Before and in parallel with the adoption of the term “hormesis” in the 1940's, numerous terms for similar phenomena were suggested, including “biphasic”, “bidirectional”, “non-monotonic”, “J-shaped”, “U-shaped” and “inverted U-shaped dose-response curves”, “β-curve”, “Arndt-Schultz' law” and “Huebbe's law”. The rich flora of terms has probably contributed to confusion and difficulty in properly investigating the phenomenon, thus the fundamental importance of clearly defining a term, such as “hormesis”, to precisely account for bidirectional dose-response relations of this sort cannot be overestimated.

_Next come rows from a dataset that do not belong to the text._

use async_trait::async_trait;
use std::sync::Arc;
use thiserror::Error;
use tokio::sync::mpsc;
use tokio::task::JoinHandle;

use super::NotificationEvent;

#[derive(Error, Debug)]
#[error("notification delivery failed: {0}")]
pub struct DeliveryError(pub String);

/// Seam to the external delivery channel (push, in-app, mail). The worker
/// owns the only reference; the engine never calls deliver directly.
#[async_trait]
pub trait NotificationChannel: Send + Sync {
    async fn deliver(&self, event: &NotificationEvent) -> Result<(), DeliveryError>;
}

/// Default channel: structured log lines. Stands in for the platform's
/// real delivery pipeline.
pub struct LogChannel;

#[async_trait]
impl NotificationChannel for LogChannel {
    async fn deliver(&self, event: &NotificationEvent) -> Result<(), DeliveryError> {
        let payload = serde_json::to_string(event)
            .map_err(|e| DeliveryError(e.to_string()))?;
        tracing::info!(event = %payload, "notification dispatched");
        Ok(())
    }
}

/// Drains the queue for the lifetime of the process. Delivery failures are
/// logged and swallowed; they never reach the transition that emitted the
/// event.
pub fn spawn_dispatch_worker(
    mut rx: mpsc::UnboundedReceiver<NotificationEvent>,
    channel: Arc<dyn NotificationChannel>,
) -> JoinHandle<()> {
    tokio::spawn(async move {
        while let Some(event) = rx.recv().await {
            if let Err(e) = channel.deliver(&event).await {
                tracing::warn!(error = %e, ?event, "notification delivery failed");
            }
        }
        tracing::debug!("notification queue closed, worker exiting");
    })
}

#[cfg(test)]
mod tests {
    use super::*;
    use crate::notifications::notification_channel;
    use std::sync::Mutex;
    use uuid::Uuid;

    struct RecordingChannel {
        seen: Mutex<Vec<String>>,
    }

    #[async_trait]
    impl NotificationChannel for RecordingChannel {
        async fn deliver(&self, event: &NotificationEvent) -> Result<(), DeliveryError> {
            let payload = serde_json::to_string(event).map_err(|e| DeliveryError(e.to_string()))?;
            self.seen.lock().expect("lock").push(payload);
            Ok(())
        }
    }

    struct FailingChannel;

    #[async_trait]
    impl NotificationChannel for FailingChannel {
        async fn deliver(&self, _event: &NotificationEvent) -> Result<(), DeliveryError> {
            Err(DeliveryError("downstream unavailable".to_string()))
        }
    }

    #[tokio::test]
    async fn worker_drains_published_events() {
        let (notifier, rx) = notification_channel();
        let channel = Arc::new(RecordingChannel {
            seen: Mutex::new(Vec::new()),
        });
        let handle = spawn_dispatch_worker(rx, channel.clone());

        notifier.publish(NotificationEvent::TaskCompleted {
            task_id: Uuid::new_v4(),
            mentorship_id: Uuid::new_v4(),
        });
        notifier.publish(NotificationEvent::MentorshipCancelled {
            mentorship_id: Uuid::new_v4(),
            reason: "moved away".to_string(),
        });
        drop(notifier);

        handle.await.expect("worker exits cleanly");
        assert_eq!(channel.seen.lock().expect("lock").len(), 2);
    }

    #[tokio::test]
    async fn worker_swallows_delivery_failures() {
        let (notifier, rx) = notification_channel();
        let handle = spawn_dispatch_worker(rx, Arc::new(FailingChannel));

        notifier.publish(NotificationEvent::EvaluationSubmitted {
            mentorship_id: Uuid::new_v4(),
            evaluator_id: Uuid::new_v4(),
        });
        drop(notifier);

        // the worker must keep running through failures and exit only on
        // channel close
        handle.await.expect("worker exits cleanly");
    }
}
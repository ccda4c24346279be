use diesel::prelude::*;
use uuid::Uuid;

use crate::{
    db::enums::{CycleStatus, InterestRole, InterestStatus},
    db::models::interest::{Interest, NewInterest},
    db::repositories::cycles::CyclesRepo,
    db::repositories::interests::InterestsRepo,
    db::repositories::profiles::ProfilesRepo,
    error::AppError,
    notifications::{NotificationEvent, Notifier},
};

pub struct InterestsService;

impl InterestsService {
    /// Declares (or renews a withdrawn) interest. One row per
    /// (cycle, user); re-registering while interested is a conflict.
    pub fn register(
        conn: &mut PgConnection,
        cycle_id: Uuid,
        user_id: Uuid,
        role: InterestRole,
    ) -> Result<Interest, AppError> {
        let cycle = CyclesRepo::find_by_id(conn, cycle_id)?
            .ok_or_else(|| AppError::not_found("cycle"))?;
        if cycle.status == CycleStatus::Completed {
            return Err(AppError::precondition(
                "interest cannot be declared for a completed cycle",
            ));
        }

        if let Some(existing) = InterestsRepo::find_by_cycle_and_user(conn, cycle_id, user_id)? {
            return match existing.status {
                InterestStatus::Interested => Err(AppError::conflict_with_code(
                    "user already declared interest in this cycle",
                    Some("user_id".into()),
                    "INTEREST_EXISTS",
                )),
                InterestStatus::Withdrawn => {
                    let renewed = InterestsRepo::renew(conn, existing.id, role)?;
                    Ok(renewed)
                }
            };
        }

        let new_interest = NewInterest {
            cycle_id,
            user_id,
            role,
            status: InterestStatus::Interested,
        };
        InterestsRepo::insert(conn, &new_interest).map_err(|e| {
            AppError::on_unique_violation(
                e,
                AppError::conflict_with_code(
                    "user already declared interest in this cycle",
                    Some("user_id".into()),
                    "INTEREST_EXISTS",
                ),
            )
        })
    }

    pub fn withdraw(conn: &mut PgConnection, interest_id: Uuid) -> Result<Interest, AppError> {
        let _existing = InterestsRepo::find_by_id(conn, interest_id)?
            .ok_or_else(|| AppError::not_found("interest"))?;
        InterestsRepo::withdraw_if_interested(conn, interest_id)?
            .ok_or_else(|| AppError::precondition("interest was already withdrawn"))
    }

    pub fn list_by_cycle(
        conn: &mut PgConnection,
        cycle_id: Uuid,
    ) -> Result<Vec<Interest>, AppError> {
        let _cycle = CyclesRepo::find_by_id(conn, cycle_id)?
            .ok_or_else(|| AppError::not_found("cycle"))?;
        let list = InterestsRepo::list_interested_by_cycle(conn, cycle_id)?;
        Ok(list)
    }

    /// Onboarding fan-out, delegated entirely to notification dispatch.
    /// With a cycle it targets that cycle's interested users of the role;
    /// without one it targets the standing profile pools.
    pub fn send_onboarding_notifications(
        conn: &mut PgConnection,
        notifier: &Notifier,
        role: InterestRole,
        cycle_id: Option<Uuid>,
    ) -> Result<usize, AppError> {
        let user_ids: Vec<Uuid> = match cycle_id {
            Some(cycle) => {
                CyclesRepo::find_by_id(conn, cycle)?
                    .ok_or_else(|| AppError::not_found("cycle"))?;
                InterestsRepo::list_interested_by_cycle_and_role(conn, cycle, role)?
                    .into_iter()
                    .map(|i| i.user_id)
                    .collect()
            }
            None => match role {
                InterestRole::Mentor => ProfilesRepo::list_active_mentors(conn)?
                    .into_iter()
                    .map(|p| p.user_id)
                    .collect(),
                InterestRole::Mentee => ProfilesRepo::list_committed_mentees(conn)?
                    .into_iter()
                    .map(|p| p.user_id)
                    .collect(),
            },
        };

        let count = user_ids.len();
        for user_id in user_ids {
            notifier.publish(NotificationEvent::OnboardingInvite {
                user_id,
                role,
                cycle_id,
            });
        }
        tracing::info!(?role, recipients = count, "onboarding notifications queued");
        Ok(count)
    }
}
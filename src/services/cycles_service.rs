use diesel::prelude::*;
use uuid::Uuid;

use crate::{
    db::enums::CycleStatus,
    db::models::cycle::{Cycle, NewCycle},
    db::repositories::cycles::CyclesRepo,
    db::repositories::interests::InterestsRepo,
    db::repositories::matches::MatchesRepo,
    error::AppError,
    notifications::{NotificationEvent, Notifier},
    validation,
};

pub struct CyclesService;

impl CyclesService {
    pub fn create(
        conn: &mut PgConnection,
        req: &crate::routes::cycles::CreateCycleRequest,
    ) -> Result<Cycle, AppError> {
        validation::cycle::validate_create_cycle(
            &req.name,
            req.start_date,
            req.end_date,
            req.max_mentorships,
        )?;
        let new_cycle = NewCycle {
            name: req.name.clone(),
            start_date: req.start_date,
            end_date: req.end_date,
            status: CycleStatus::Upcoming,
            max_mentorships: req.max_mentorships,
        };
        let created = CyclesRepo::insert(conn, &new_cycle)?;
        tracing::info!(cycle_id = %created.id, name = %created.name, "cycle created");
        Ok(created)
    }

    pub fn list(conn: &mut PgConnection) -> Result<Vec<Cycle>, AppError> {
        let list = CyclesRepo::list(conn)?;
        Ok(list)
    }

    pub fn get_by_id(conn: &mut PgConnection, cycle_id: Uuid) -> Result<Cycle, AppError> {
        let cycle = CyclesRepo::find_by_id(conn, cycle_id)?
            .ok_or_else(|| AppError::not_found("cycle"))?;
        Ok(cycle)
    }

    /// UPCOMING -> ACTIVE, then fans a launch notification out to every
    /// interest holder. The fan-out happens after the transition commits
    /// and never fails it.
    pub fn launch(
        conn: &mut PgConnection,
        notifier: &Notifier,
        cycle_id: Uuid,
    ) -> Result<Cycle, AppError> {
        let cycle = Self::get_by_id(conn, cycle_id)?;
        let launched = CyclesRepo::launch_if_upcoming(conn, cycle_id)?.ok_or_else(|| {
            AppError::precondition(format!(
                "cycle cannot launch from status {}",
                cycle.status.as_str()
            ))
        })?;

        let interests = InterestsRepo::list_interested_by_cycle(conn, cycle_id)?;
        let recipients = interests.len();
        for interest in interests {
            notifier.publish(NotificationEvent::CycleLaunched {
                cycle_id,
                user_id: interest.user_id,
            });
        }
        tracing::info!(cycle_id = %cycle_id, recipients, "cycle launched");
        Ok(launched)
    }

    /// ACTIVE -> COMPLETED. Forward-only, like launch.
    pub fn complete(conn: &mut PgConnection, cycle_id: Uuid) -> Result<Cycle, AppError> {
        let cycle = Self::get_by_id(conn, cycle_id)?;
        let completed = CyclesRepo::complete_if_active(conn, cycle_id)?.ok_or_else(|| {
            AppError::precondition(format!(
                "cycle cannot complete from status {}",
                cycle.status.as_str()
            ))
        })?;
        Ok(completed)
    }

    /// A cycle with matches is refused rather than cascaded away.
    pub fn delete(conn: &mut PgConnection, cycle_id: Uuid) -> Result<(), AppError> {
        let _cycle = Self::get_by_id(conn, cycle_id)?;
        if MatchesRepo::count_by_cycle(conn, cycle_id)? > 0 {
            return Err(AppError::conflict_with_code(
                "cycle still owns matches; delete is refused",
                None,
                "CYCLE_HAS_DEPENDENTS",
            ));
        }
        CyclesRepo::delete_by_id(conn, cycle_id)?;
        Ok(())
    }
}
use crate::error::AppError;

pub fn validate_create_cycle(
    name: &str,
    start_date: chrono::NaiveDate,
    end_date: chrono::NaiveDate,
    max_mentorships: i32,
) -> Result<(), AppError> {
    if name.trim().is_empty() {
        return Err(AppError::validation("Cycle name is required"));
    }
    if start_date >= end_date {
        return Err(AppError::validation(
            "Cycle start date must be before its end date",
        ));
    }
    if max_mentorships < 1 {
        return Err(AppError::validation(
            "Cycle capacity must allow at least one mentorship",
        ));
    }
    Ok(())
}
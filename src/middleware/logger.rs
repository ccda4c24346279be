use axum::{http::Request, middleware::Next, response::Response};
use std::time::Instant;
use tracing::{Span, info};
use uuid::Uuid;

pub async fn logger<B>(mut req: Request<B>, next: Next<B>) -> Response {
    let trace_id = Uuid::new_v4();
    // downstream handlers can pick the trace id up from extensions
    req.extensions_mut().insert(trace_id);
    let method = req.method().clone();
    let uri = req.uri().clone();
    let start = Instant::now();

    let span = Span::current();
    span.record("trace_id", &tracing::field::display(trace_id));

    let response = next.run(req).await;
    let status = response.status().as_u16();
    let elapsed = start.elapsed().as_millis();

    info!(trace_id = %trace_id, method = %method, uri = %uri, status = status, elapsed_ms = elapsed, "Request log");
    response
}
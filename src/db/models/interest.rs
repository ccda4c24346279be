use crate::db::enums::{InterestRole, InterestStatus};
use diesel::prelude::*;
use serde::{Deserialize, Serialize};
use uuid::Uuid;

/// A user's declared intent to participate in a cycle. Creates no
/// obligations; it only feeds the matching candidate pool.
#[derive(Queryable, Selectable, Serialize, Deserialize, Clone, Debug)]
#[diesel(table_name = crate::schema::interests)]
#[diesel(check_for_backend(diesel::pg::Pg))]
pub struct Interest {
    pub id: Uuid,
    pub cycle_id: Uuid,
    pub user_id: Uuid,
    pub role: InterestRole,
    pub status: InterestStatus,
    pub created_at: chrono::DateTime<chrono::Utc>,
}

#[derive(Insertable)]
#[diesel(table_name = crate::schema::interests)]
pub struct NewInterest {
    pub cycle_id: Uuid,
    pub user_id: Uuid,
    pub role: InterestRole,
    pub status: InterestStatus,
}
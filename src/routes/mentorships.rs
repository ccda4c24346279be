use axum::{
    Json,
    extract::{Path, Query, State},
    response::IntoResponse,
};
use serde::Deserialize;
use uuid::Uuid;

use crate::{
    AppState,
    db::models::api::ApiResponse,
    error::AppError,
    services::MentorshipsService,
};

#[derive(Deserialize)]
pub struct CancelMentorshipRequest {
    pub reason: String,
}

#[derive(Deserialize)]
pub struct MentorshipsQuery {
    pub cycle_id: Option<Uuid>,
}

pub async fn get_mentorships(
    State(state): State<AppState>,
    Query(query): Query<MentorshipsQuery>,
) -> Result<impl IntoResponse, AppError> {
    let mut conn = state.db.get()?;
    let mentorships = MentorshipsService::list(&mut conn, query.cycle_id)?;
    Ok(Json(ApiResponse::success(
        mentorships,
        "Mentorships retrieved successfully",
    )))
}

pub async fn get_mentorship_by_id(
    State(state): State<AppState>,
    Path(mentorship_id): Path<Uuid>,
) -> Result<impl IntoResponse, AppError> {
    let mut conn = state.db.get()?;
    let mentorship = MentorshipsService::get_by_id(&mut conn, mentorship_id)?;
    Ok(Json(ApiResponse::success(
        mentorship,
        "Mentorship retrieved successfully",
    )))
}

pub async fn start_mentorship(
    State(state): State<AppState>,
    Path(mentorship_id): Path<Uuid>,
) -> Result<impl IntoResponse, AppError> {
    let mut conn = state.db.get()?;
    let mentorship = MentorshipsService::start(&mut conn, &state.notifier, mentorship_id)?;
    Ok(Json(ApiResponse::success(
        mentorship,
        "Mentorship started successfully",
    )))
}

pub async fn complete_mentorship(
    State(state): State<AppState>,
    Path(mentorship_id): Path<Uuid>,
) -> Result<impl IntoResponse, AppError> {
    let mut conn = state.db.get()?;
    let mentorship = MentorshipsService::complete(&mut conn, &state.notifier, mentorship_id)?;
    Ok(Json(ApiResponse::success(
        mentorship,
        "Mentorship completed successfully",
    )))
}

pub async fn cancel_mentorship(
    State(state): State<AppState>,
    Path(mentorship_id): Path<Uuid>,
    Json(payload): Json<CancelMentorshipRequest>,
) -> Result<impl IntoResponse, AppError> {
    let mut conn = state.db.get()?;
    let mentorship = MentorshipsService::cancel(
        &mut conn,
        &state.notifier,
        mentorship_id,
        &payload.reason,
    )?;
    Ok(Json(ApiResponse::success(
        mentorship,
        "Mentorship cancelled successfully",
    )))
}

pub async fn record_session(
    State(state): State<AppState>,
    Path(mentorship_id): Path<Uuid>,
) -> Result<impl IntoResponse, AppError> {
    let mut conn = state.db.get()?;
    let mentorship = MentorshipsService::record_session(&mut conn, mentorship_id)?;
    Ok(Json(ApiResponse::success(
        mentorship,
        "Session recorded successfully",
    )))
}
pub mod certificates;
pub mod cycles;
pub mod evaluations;
pub mod interests;
pub mod matches;
pub mod mentorships;
pub mod profiles;
pub mod programs;
pub mod progress;
pub mod tasks;
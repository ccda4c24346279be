use crate::db::enums::ProgramStatus;
use diesel::prelude::*;
use serde::{Deserialize, Serialize};
use uuid::Uuid;

/// Week-indexed container of tasks for one mentorship. One row per
/// mentorship; `week` is the current week counter and only increases.
#[derive(Queryable, Selectable, Serialize, Deserialize, Clone, Debug)]
#[diesel(table_name = crate::schema::programs)]
#[diesel(check_for_backend(diesel::pg::Pg))]
pub struct Program {
    pub id: Uuid,
    pub mentorship_id: Uuid,
    pub cycle_id: Uuid,
    pub week: i32,
    pub status: ProgramStatus,
    pub started_at: chrono::DateTime<chrono::Utc>,
    pub completed_at: Option<chrono::DateTime<chrono::Utc>>,
}

#[derive(Insertable)]
#[diesel(table_name = crate::schema::programs)]
pub struct NewProgram {
    pub mentorship_id: Uuid,
    pub cycle_id: Uuid,
    pub week: i32,
    pub status: ProgramStatus,
}
pub mod dispatcher;

pub use dispatcher::{LogChannel, NotificationChannel, spawn_dispatch_worker};

use serde::Serialize;
use tokio::sync::mpsc;
use uuid::Uuid;

use crate::db::enums::InterestRole;

/// Outbound message emitted after a state transition commits. Delivery is
/// best-effort and at-least-once; nothing in the engine waits on it.
#[derive(Debug, Clone, Serialize)]
#[serde(tag = "type", rename_all = "snake_case")]
pub enum NotificationEvent {
    CycleLaunched {
        cycle_id: Uuid,
        user_id: Uuid,
    },
    OnboardingInvite {
        user_id: Uuid,
        role: InterestRole,
        cycle_id: Option<Uuid>,
    },
    MatchProposed {
        match_id: Uuid,
        mentor_id: Uuid,
        mentee_id: Uuid,
        match_score: i32,
    },
    MatchApproved {
        match_id: Uuid,
        mentor_id: Uuid,
        mentee_id: Uuid,
    },
    MatchRejected {
        match_id: Uuid,
        mentor_id: Uuid,
        mentee_id: Uuid,
    },
    MentorshipActivated {
        mentorship_id: Uuid,
        mentor_id: Uuid,
        mentee_id: Uuid,
    },
    MentorshipCompleted {
        mentorship_id: Uuid,
        mentor_id: Uuid,
        mentee_id: Uuid,
    },
    MentorshipCancelled {
        mentorship_id: Uuid,
        reason: String,
    },
    WeekAdvanced {
        program_id: Uuid,
        mentorship_id: Uuid,
        week: i32,
    },
    TaskCompleted {
        task_id: Uuid,
        mentorship_id: Uuid,
    },
    EvaluationSubmitted {
        mentorship_id: Uuid,
        evaluator_id: Uuid,
    },
    CertificateIssued {
        mentorship_id: Uuid,
        certificate_number: String,
    },
}

/// Cheap cloneable handle held in AppState. `publish` never blocks and
/// never surfaces an error to the caller; a closed channel is logged and
/// the event dropped.
#[derive(Clone)]
pub struct Notifier {
    tx: mpsc::UnboundedSender<NotificationEvent>,
}

impl Notifier {
    pub fn publish(&self, event: NotificationEvent) {
        if let Err(e) = self.tx.send(event) {
            tracing::warn!(error = %e, "notification channel closed, dropping event");
        }
    }
}

pub fn notification_channel() -> (Notifier, mpsc::UnboundedReceiver<NotificationEvent>) {
    let (tx, rx) = mpsc::unbounded_channel();
    (Notifier { tx }, rx)
}

#[cfg(test)]
mod tests {
    use super::*;

    #[test]
    fn publish_survives_dropped_receiver() {
        let (notifier, rx) = notification_channel();
        drop(rx);
        // must not panic or error out
        notifier.publish(NotificationEvent::MentorshipCancelled {
            mentorship_id: Uuid::new_v4(),
            reason: "test".to_string(),
        });
    }

    #[test]
    fn events_serialize_with_type_tag() {
        let event = NotificationEvent::CycleLaunched {
            cycle_id: Uuid::new_v4(),
            user_id: Uuid::new_v4(),
        };
        let json = serde_json::to_value(&event).expect("serializable");
        assert_eq!(json["type"], "cycle_launched");
    }
}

As mentioned before, a lively debate concerning the definition and significance of hormesis has taken place in the scientific community in recent years [1,2,21,22]. One of the most influential scientists in the field is Calabrese, who has not only performed extensive literature analyses to assess the phenomenon's frequency and nature [23,24], but also in a series of reviews has revised the hormesis definition [2,25-28]. An important contribution by Calabrese in developing a scientifically sound definition of hormesis was the realization that the low-dose effect of hormesis should not necessarily be beneficial, since “beneficial” is an utterly complex and context-dependent expression [2].

A related question is if the mechanism(s) should be included in the definition of hormesis. In an attempt to more strictly define hormesis by attributing it to one common mechanism, it has been suggested that hormesis should be viewed as an adaptive action taken by the cell to minimize the damage from a toxic insult. This adaptation would in turn be direct or resulting from overcompensation by the toxic damage, in the latter case with a mandatory time delay [2,25,29]. However, it seems unnecessarily narrow to define one type of mechanisms for all types of hormetic dose-responses, as pointed out by Kendig et al. [1]. Further, such a definition is unintuitive, probably unrelated to many of the instances in which the term has been used, and the classification of a dose-response relation becomes exceedingly complicated if an adaptive nature of the response needs to be proven in every single case. Adaptation to toxic insults can definitely be the one possible mechanism for certain hormetic responses, but the concept of hormesis should not be limited to this. Instead, Kendig et al. suggested that the definition of hormesis should solely be related to the bidirectional dose-response curve, and unrelated to its mechanism: “Hormesis is a dose-response relationship for a single endpoint that is characterized by reversal of response between low and high doses of chemicals, biological molecules, physical stressors, or any other initiators of a response” [1]. In line with this definition, Conolly and Lutz illustratively demonstrated how different multi-mechanistic systems, including adaptations to damage, can render hormetic dose-response curves for certain endpoints. They thus highlighted that hormesis is most likely to occur in mechanistically complex systems, where a multitude of mechanisms with different potency and efficiency taken together can create a bidirectional pattern [30]. The advantage of this definition is that it is intuitive, readily enables identification of hormesis and is far less speculative than the above mechanism-coupled definition.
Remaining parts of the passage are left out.